Uma ação integrada do Comitê Interinstitucional de Recuperação de Ativos de Mato Grosso (Cira-MT) resultou no bloqueio judicial de cerca de R$ 197 milhões em bens pertencentes à empresa Petrosul Combustíveis, localizada em Rondonópolis. A empresa está sendo investigada por suposta fraude fiscal e ocultação de patrimônio no setor de combustíveis.
A decisão foi proferida na última semana pela Vara Especializada de Execução Fiscal Estadual de Cuiabá, em resposta a um requerimento do Estado de Mato Grosso. A medida abrange bens de empresas e pessoas físicas associadas ao grupo sob investigação, até o limite dos créditos tributários relacionados a débitos de ICMS. O objetivo é garantir a efetividade na cobrança fiscal e prevenir a dissipação do patrimônio durante as investigações e a execução fiscal.
O bloqueio fundamenta-se em um Relatório de Inteligência elaborado pela Coordenadoria de Inteligência da Procuradoria-Geral do Estado (PGE-MT), em colaboração com a Polícia Judiciária Civil e demais órgãos integrantes do Cira-MT. O documento indicou evidências de que um grupo econômico estaria estruturado para ocultar patrimônio e dificultar a fiscalização do Estado.
Estrutura Complexa e Pulverizada
Conforme as investigações conduzidas pela Delegacia Especializada em Crimes Fazendários (Defaz), o grupo utilizava uma estrutura societária complexa, composta por mais de 200 empresas registradas sob CNPJs distintos, com a finalidade de dispersar ativos e dificultar a identificação dos controladores reais, assim como inviabilizar a responsabilização tributária.
As determinações impostas pela decisão judicial incluem a indisponibilidade de bens de pessoas físicas e jurídicas relacionadas ao grupo econômico, o bloqueio de direitos creditórios e hipotecas, além da comunicação de restrições a cartórios de registro de imóveis, juntas comerciais e órgãos reguladores para impedir a transferência de patrimônio. Restrições adicionais foram impostas sobre veículos, aeronaves e outros ativos registrados.

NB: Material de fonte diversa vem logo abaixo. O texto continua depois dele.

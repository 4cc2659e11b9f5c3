use crate::core::Storage;
use crate::utils::error::Result;
use std::fs;
use std::path::Path;

/// Writes files relative to `base_path`, creating parent directories.
#[derive(Debug, Clone)]
pub struct LocalStorage {
    base_path: String,
}

impl LocalStorage {
    pub fn new(base_path: String) -> Self {
        Self { base_path }
    }
}

impl Default for LocalStorage {
    fn default() -> Self {
        Self::new(".".to_string())
    }
}

impl Storage for LocalStorage {
    async fn write_file(&self, path: &str, data: &[u8]) -> Result<()> {
        let full_path = Path::new(&self.base_path).join(path);

        if let Some(parent) = full_path.parent() {
            fs::create_dir_all(parent)?;
        }

        fs::write(&full_path, data)?;
        tracing::debug!("💾 Wrote {} bytes to {}", data.len(), full_path.display());
        Ok(())
    }
}
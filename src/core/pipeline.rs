use crate::config::SyncConfig;
use crate::core::change::ChangeDetector;
use crate::core::normalize::{Normalized, RecordNormalizer};
use crate::core::publish::{PublishSettings, Publisher};
use crate::core::snapshot::Snapshotter;
use crate::core::source::{RecordSource, WorksheetSelection};
use crate::core::{
    Confirmation, PublishResult, PublishTarget, RepositoryHost, SecretsProvider, SheetCredential,
    SpreadsheetClient, Storage,
};
use crate::utils::error::{Result, SyncError};
use std::fmt;
use std::sync::Arc;

pub const GITHUB_TOKEN: &str = "GITHUB_TOKEN";
pub const GOOGLE_API_CLIENT_EMAIL: &str = "GOOGLE_API_CLIENT_EMAIL";
pub const GOOGLE_API_PRIVATE_KEY: &str = "GOOGLE_API_PRIVATE_KEY";
pub const GOOGLE_SPREADSHEET_KEY: &str = "GOOGLE_SPREADSHEET_KEY";

#[derive(Debug, Clone, Copy, PartialEq, Eq)]
pub enum RunState {
    Idle,
    Fetching,
    Normalizing,
    Snapshotting,
    DetectingChange,
    Publishing,
    /// Nothing differs from the published copy.
    Skipped,
    /// The confirmation prompt was answered "no".
    Declined,
    Done,
    Failed,
}

impl RunState {
    pub fn is_success(&self) -> bool {
        matches!(self, RunState::Skipped | RunState::Declined | RunState::Done)
    }
}

impl fmt::Display for RunState {
    fn fmt(&self, f: &mut fmt::Formatter<'_>) -> fmt::Result {
        fmt::Debug::fmt(self, f)
    }
}

/// What a run did and where it stopped.
#[derive(Debug)]
pub struct RunReport {
    pub state: RunState,
    pub history: Vec<RunState>,
    pub input_rows: usize,
    pub records: usize,
    pub dropped: usize,
    pub snapshot_bytes: Option<usize>,
    pub local_copy_written: bool,
    pub changed_branches: Vec<String>,
    pub publish: Option<PublishResult>,
    pub error: Option<SyncError>,
}

impl RunReport {
    fn new() -> Self {
        Self {
            state: RunState::Idle,
            history: vec![RunState::Idle],
            input_rows: 0,
            records: 0,
            dropped: 0,
            snapshot_bytes: None,
            local_copy_written: false,
            changed_branches: Vec::new(),
            publish: None,
            error: None,
        }
    }

    fn transition(&mut self, next: RunState) {
        tracing::debug!("Pipeline state {} -> {}", self.state, next);
        self.state = next;
        self.history.push(next);
    }

    fn record_normalized(&mut self, normalized: &Normalized) {
        self.input_rows = normalized.input_rows;
        self.records = normalized.records.len();
        self.dropped = normalized.dropped;
    }
}

struct Credentials {
    sheet: SheetCredential,
    token: String,
    spreadsheet_id: String,
}

pub struct Pipeline<C: SpreadsheetClient, H: RepositoryHost, S: Storage> {
    source: RecordSource<C>,
    normalizer: RecordNormalizer,
    snapshotter: Snapshotter<S>,
    detector: ChangeDetector,
    host: H,
    publish_settings: PublishSettings,
    target: PublishTarget,
    selection: WorksheetSelection,
    spreadsheet_id: Option<String>,
    secrets: Arc<dyn SecretsProvider>,
    confirmation: Option<Arc<dyn Confirmation>>,
}

impl<C: SpreadsheetClient, H: RepositoryHost, S: Storage> Pipeline<C, H, S> {
    /// `storage` receives the local copy when `snapshot.local_copy_path` is set.
    pub fn from_config(
        config: &SyncConfig,
        sheets: C,
        host: H,
        storage: S,
        secrets: Arc<dyn SecretsProvider>,
    ) -> Self {
        let normalizer = RecordNormalizer::new(config.transform.rules.clone())
            .with_required_columns(config.source.required_columns.clone())
            .with_skip_blank_rows(config.transform.skip_blank_rows);

        let mut snapshotter = Snapshotter::new(config.snapshot.sort_keys);
        if let Some(path) = &config.snapshot.local_copy_path {
            snapshotter = snapshotter.with_local_copy(storage, path.clone());
        }

        Self {
            source: RecordSource::new(sheets),
            normalizer,
            snapshotter,
            detector: ChangeDetector::new(),
            host,
            publish_settings: config.publish_settings(),
            target: config.publish_target(),
            selection: config.worksheet_selection(),
            spreadsheet_id: config.source.spreadsheet_id.clone(),
            secrets,
            confirmation: None,
        }
    }

    pub fn with_confirmation(mut self, confirmation: Arc<dyn Confirmation>) -> Self {
        self.confirmation = Some(confirmation);
        self
    }

    pub fn target(&self) -> &PublishTarget {
        &self.target
    }

    /// Runs every stage once. Never returns early with an error: failures end
    /// in `RunState::Failed` with the error attached to the report.
    pub async fn run(&self) -> RunReport {
        let mut report = RunReport::new();

        match self.execute(&mut report).await {
            Ok(state) => {
                report.transition(state);
                tracing::info!("🏁 Sync finished: {}", state);
            }
            Err(e) => {
                tracing::error!("❌ Sync failed during {}: {} ({})", report.state, e, e.kind());
                report.transition(RunState::Failed);
                report.error = Some(e);
            }
        }

        report
    }

    async fn execute(&self, report: &mut RunReport) -> Result<RunState> {
        report.transition(RunState::Fetching);
        let credentials = self.credentials()?;
        let worksheets = self
            .source
            .fetch(&credentials.sheet, &credentials.spreadsheet_id, &self.selection)
            .await?;

        report.transition(RunState::Normalizing);
        let normalized = self.normalizer.normalize(&worksheets)?;
        report.record_normalized(&normalized);

        report.transition(RunState::Snapshotting);
        let snapshot = self.snapshotter.serialize(&normalized.records)?;
        report.snapshot_bytes = Some(snapshot.len());
        report.local_copy_written = self.snapshotter.persist(&snapshot).await;

        report.transition(RunState::DetectingChange);
        let mut publisher = Publisher::connect(&self.host, &credentials.token, self.publish_settings.clone()).await?;
        if let Some(confirmation) = &self.confirmation {
            publisher = publisher.with_confirmation(confirmation.clone());
        }

        let mut changed = Vec::new();
        for branch in self.target.branches() {
            match publisher.read(&self.target, branch).await {
                Ok(remote) => {
                    if self.detector.differs_from(&snapshot, remote.as_ref()) {
                        changed.push(branch.clone());
                    } else {
                        tracing::info!("✅ {}@{} is up to date", self.target.display_name(), branch);
                    }
                }
                Err(e @ SyncError::AuthError { .. }) => return Err(e),
                Err(e) => {
                    // Left to the publisher, which reports it against this branch only.
                    tracing::warn!("⚠️ Could not read {}@{}: {}", self.target.display_name(), branch, e);
                    changed.push(branch.clone());
                }
            }
        }
        report.changed_branches = changed.clone();

        let Some(changed_target) = self.target.with_branches(&changed) else {
            tracing::info!("No changes detected, skipping publish");
            return Ok(RunState::Skipped);
        };

        report.transition(RunState::Publishing);
        let result = publisher.publish(&snapshot, &changed_target).await?;
        let declined = result.declined;
        let failed = result.failed_branches();
        let cause = result.shared_failure_kind();
        report.publish = Some(result);

        if declined {
            Ok(RunState::Declined)
        } else if !failed.is_empty() {
            Err(SyncError::PublishError { branches: failed, cause })
        } else {
            Ok(RunState::Done)
        }
    }

    fn credentials(&self) -> Result<Credentials> {
        let spreadsheet_id = match &self.spreadsheet_id {
            Some(id) if !id.trim().is_empty() => id.clone(),
            _ => self.secrets.get(GOOGLE_SPREADSHEET_KEY)?,
        };

        Ok(Credentials {
            sheet: SheetCredential::new(
                self.secrets.get(GOOGLE_API_CLIENT_EMAIL)?,
                &self.secrets.get(GOOGLE_API_PRIVATE_KEY)?,
            ),
            token: self.secrets.get(GITHUB_TOKEN)?,
            spreadsheet_id,
        })
    }
}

De acordo com o delegado Walter de Melo Fonseca Júnior, titular da Defaz, o caso ilustra a sofisticação das estruturas utilizadas para a prática de crimes tributários. Ele salientou: “Esse caso demonstra como estruturas empresariais complexas podem ser utilizadas para a ocultação patrimonial, dificultando a responsabilização fiscal. A colaboração entre inteligência fiscal, investigação policial e atuação jurídica foi essencial para desarticular essa complexa engrenagem societária e pôr fim à fraude estruturada.”
O procurador Wilmer Cysne Prado Vasconcelos Neto, coordenador de Inteligência da PGE-MT, reforçou que a decisão fortalece a recuperação de ativos e a proteção do patrimônio público, enfatizando que “a medida representa um avanço significativo na garantia da cobrança de créditos tributários, evidenciando a importância do trabalho de inteligência e da atuação coordenada dos órgãos que compõem o Cira-MT.”
O promotor de Justiça Washington Eduardo Borrere, membro do Comitê, ressaltou que o bloqueio judicial é crucial para assegurar a eficácia das investigações. Ele afirmou: “A indisponibilidade de bens garante que o patrimônio identificado continue vinculado à possível reparação dos danos aos cofres públicos, fortalecendo a capacidade de resposta do Estado em relação a práticas sofisticadas de evasão fiscal.”
O Comitê é formado por representantes do Ministério Público do Estado (MPMT), Procuradoria-Geral do Estado (PGE-MT), Controladoria-Geral do Estado (CGE), Secretaria de Estado de Segurança Pública (Sesp/Polícia Civil – Defaz) e Secretaria de Estado de Fazenda (Sefaz), operando de maneira coordenada na repressão a fraudes fiscais e na recuperação de ativos em benefício do Estado.